On stage with the Screamers, Tomata contorted his face and body as if they were made of rubber, evincing all the bewilderment and anxiety of a media overdosed society. He could pace the stage as though stricken with rigamortis, or run about like a mischievous imp. He often resembled a panic-stricken marionette that had suddenly become self-aware, but nervously sensed some unseen master was pulling his strings.
Tomata was the consummate punk front man, the very picture of alienation that marked punk in the late 1970s. He bore an uncanny resemblance to Egon Schiele, that early 20th century Austrian Expressionist painter who delighted in symbolically poking his fingers in the eyes of the bourgeoisie. On stage Tomata had no inhibitions, his every move was pure madcap theater, but it was the sinister showbiz of some demented North American funfair, and Tomata was the lunatic carny in charge.
Of all my recollections of Tomata and the Screamers, the following are the most vivid. Midway through performances of their song Eva Braun, the band members would walk off the stage. Having eschewed guitars in favor of synthesizers, they let the electrophonic instruments and computerized modules drone on in their absence. As a stark evocation of mindless hero worship the song was chilling enough, but in the context of the song’s lyrics, when the band left the audience to the machines another narrative emerged; either technology is liberatory, or it is an adjunct to tyranny. During their very last performance (Whiskey a Go Go 1981), the band used banks of onstage video monitors to great effect, displaying video taped scenes that startled and mesmerized the audience. Considering that video cameras and VHS cassette players were as yet unknown to most people, or that video rental stores did not yet exist… the Screamers introduced us to the future that evening.
Few in L.A.’s original punk scene were aware that Du Plenty’s adroitness at theater came from an earlier time. At the zenith of San Francisco’s Flower Power movement he visited the Haight-Ashbury district of the city in 1968 as a twenty-year-old and became a member of the psychedelic drag queen troupe, The Cockettes. Founded by the transplanted New Yorker George Harris (1949-1982), the ensemble was extremely influential, helping to usher in not just the modern Gay Liberation movement, but Glam Rock as well. In 1969 Du Plenty moved to Seattle, Washington, where he founded a similar street performance group, Ze Whiz Kidz. A rare film clip from 1971 shows Du Plenty and his ensemble (including Melba Toast, who was to become Tommy Gear in the Screamers), performing at Seattle’s University District Street Fair. This direct connection to the underground countercultural movement of the late 1960s cannot be discounted.
In 1967 George Harris had joined some 70,000 Vietnam war protestors when they marched on the Pentagon to “Confront the War Makers.” Some 2,500 federal troops bearing rifles with fixed bayonets surrounded the Pentagon and blocked demonstrators from entering it.

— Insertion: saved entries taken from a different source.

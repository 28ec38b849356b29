//! Dispatcher contract and the actions routed through it.
//!
//! Stores never own the dispatcher. They only need something that accepts a
//! callback, hands back a token, and forgets the callback again when given
//! that token. [`SimpleDispatcher`] is a complete implementation for
//! applications that do not bring their own.

mod action;
mod dispatcher;
mod simple;

pub use action::{Action, ActionType, ActionTypes};
pub use dispatcher::{
    DispatchCallback, DispatchToken, Dispatcher, FnDispatcher, IntoDispatcher, RegisterFn,
    UnregisterFn,
};
pub use simple::SimpleDispatcher;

Counterculture activists like the Yippies said they would “Levitate the Pentagon” with chants and exorcism rites, causing the building to rise into the air and vibrate until all of its demon spirits were expelled – thus ending the war. The eighteen-year-old Harris was photographed putting flowers into the rifle barrels of immovable Military Police. Taken by photographer Bernie Boston for the now defunct Washington Evening Star, the photo became emblematic of the ’60s antiwar movement.
After the Pentagon action Harris moved to San Francisco and underwent a metamorphosis. He changed his name to Hibiscus and fell in with a vanguard circle of flamboyant, LSD dropping, hippie drag queens that performed gender-bending free theater on the streets; Hibiscus would eventually organize the entourage into The Cockettes. His ideas concerning street theater as a liberatory vehicle were no doubt inspired by the Diggers, the radically egalitarian and amorphic collection of revolutionaries that were at the core of San Francisco’s ’60s hippie counterculture. It was a co-founder of the Diggers, Peter Berg (1937-2011), that coined the term “guerilla theater” to describe the type of subversive performances that merged art and politics on the streets – turning active and unwilling participants alike into “living actors.”

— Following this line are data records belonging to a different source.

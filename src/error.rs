//! Errors raised while defining, registering and dispatching to stores.
//!
//! Every variant describes a programming error at the call site: a builder
//! method called with the wrong arguments or in the wrong order. None of them
//! are transient, so callers are expected to fix the call rather than retry.

use thiserror::Error;

/// Error returned by the store builders and dispatchers.
#[derive(Debug, Clone, PartialEq, Eq, Error)]
pub enum StoreError {
    /// A definition field was set twice in the same builder lineage.
    #[error("{method}: {field} is already defined. See the general_store docs on defining stores.")]
    AlreadyDefined {
        /// Builder method that was called.
        method: &'static str,
        /// Definition field that was already set.
        field: &'static str,
    },

    /// A singleton definition was modified after registration.
    #[error(
        "{method}: this store definition cannot be modified because it has already been \
         registered with a dispatcher. See the general_store docs on defining stores."
    )]
    AlreadyRegistered {
        /// Builder method that was called.
        method: &'static str,
    },

    /// A builder method received an argument it cannot use.
    #[error("{method}: {reason}. See the general_store docs on defining stores.")]
    InvalidArgument {
        /// Builder method that was called.
        method: &'static str,
        /// What was wrong with the argument.
        reason: String,
    },

    /// A response handler was defined twice for one action type.
    #[error("{method}: a response for action type \"{action_type}\" is already defined. See the general_store docs on defining stores.")]
    DuplicateResponse {
        /// Builder method that was called.
        method: &'static str,
        /// The conflicting action type.
        action_type: String,
    },

    /// A store was registered before a getter was defined.
    #[error(
        "{method}: a store cannot be registered without a getter. Use \
         StoreSingleton::define_get to define a getter. See the general_store docs on defining stores."
    )]
    MissingGetter {
        /// Builder method that was called.
        method: &'static str,
    },

    /// The dispatcher does not expose both `register` and `unregister`.
    #[error("{method}: expected a dispatcher with `register` and `unregister`, but `{missing}` is missing. See the general_store docs on defining stores.")]
    InvalidDispatcher {
        /// Builder method that was called.
        method: &'static str,
        /// The capability the dispatcher lacks.
        missing: &'static str,
    },

    /// An action was dispatched from a callback of a dispatch running on the
    /// same thread.
    #[error("cannot dispatch \"{action_type}\" in the middle of a dispatch")]
    NestedDispatch {
        /// The action type that was rejected.
        action_type: String,
    },
}

impl StoreError {
    pub(crate) fn invalid_argument(method: &'static str, reason: impl Into<String>) -> Self {
        StoreError::InvalidArgument {
            method,
            reason: reason.into(),
        }
    }
}

/// Result alias used across the crate.
pub type Result<T, E = StoreError> = std::result::Result<T, E>;

#[cfg(test)]
mod tests {
    use super::*;

    #[test]
    fn messages_name_the_method() {
        let err = StoreError::AlreadyDefined {
            method: "StoreFactory::define_get",
            field: "getter",
        };
        let message = err.to_string();
        assert!(message.starts_with("StoreFactory::define_get: getter is already defined."));
        assert!(message.ends_with("See the general_store docs on defining stores."));
    }

    #[test]
    fn duplicate_response_quotes_action_type() {
        let err = StoreError::DuplicateResponse {
            method: "StoreFactory::define_responses",
            action_type: "INCREMENT".to_string(),
        };
        assert!(err.to_string().contains("\"INCREMENT\""));
    }
}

French filmmakers Céline Deransart and Alice Gaillard made Les Diggers de San Francisco, a documentary on the Diggers that was broadcast on French television in 1998. If you think you know anything about the Haight-Ashbury scene of the mid to late ’60s, the film will quickly disabuse you of that notion. In the Haight, Diggers successfully created free stores, free medical clinics, free food programs, free housing, and free cultural events to show that mutual aid was a viable alternative to capitalism. The Digger creed was to live as though the revolution had already happened. The entire 1 hour and 20 minute film can be viewed on the Digger Archive website. Also found on the website is a clip from the 2001 documentary The Cockettes, produced by filmmakers David Weissman and Bill Weber. It presents statements from associates of Hibiscus, the gay hippies of the Cockette house, and fellow communards of the 300 or so radical communes that sprang up in the San Francisco bay area by the early 1970s.
Tragically, Hibiscus was among the initial casualties of AIDS, which was a mysterious ailment at the time. When he died in 1982 at the age of 33, a New York Times headline referred to the disease that struck him down as a “Homosexual Disorder.” The media generally referred to the malady as GRID, or “gay-related immunodeficiency.” Hibiscus was also one of the very first individuals the media identified by name as having succumbed to the illness.
The now little understood and esoteric histories of San Francisco’s radical alternative culture certainly made a mark on my generation, it seems that was something Tomata du Plenty and I had in common. I passed through Haight Ashbury as a 14-year-old, an experience that validated my own journey as a dissident artist, and years later I found myself entangled with L.A.’s original punk explosion.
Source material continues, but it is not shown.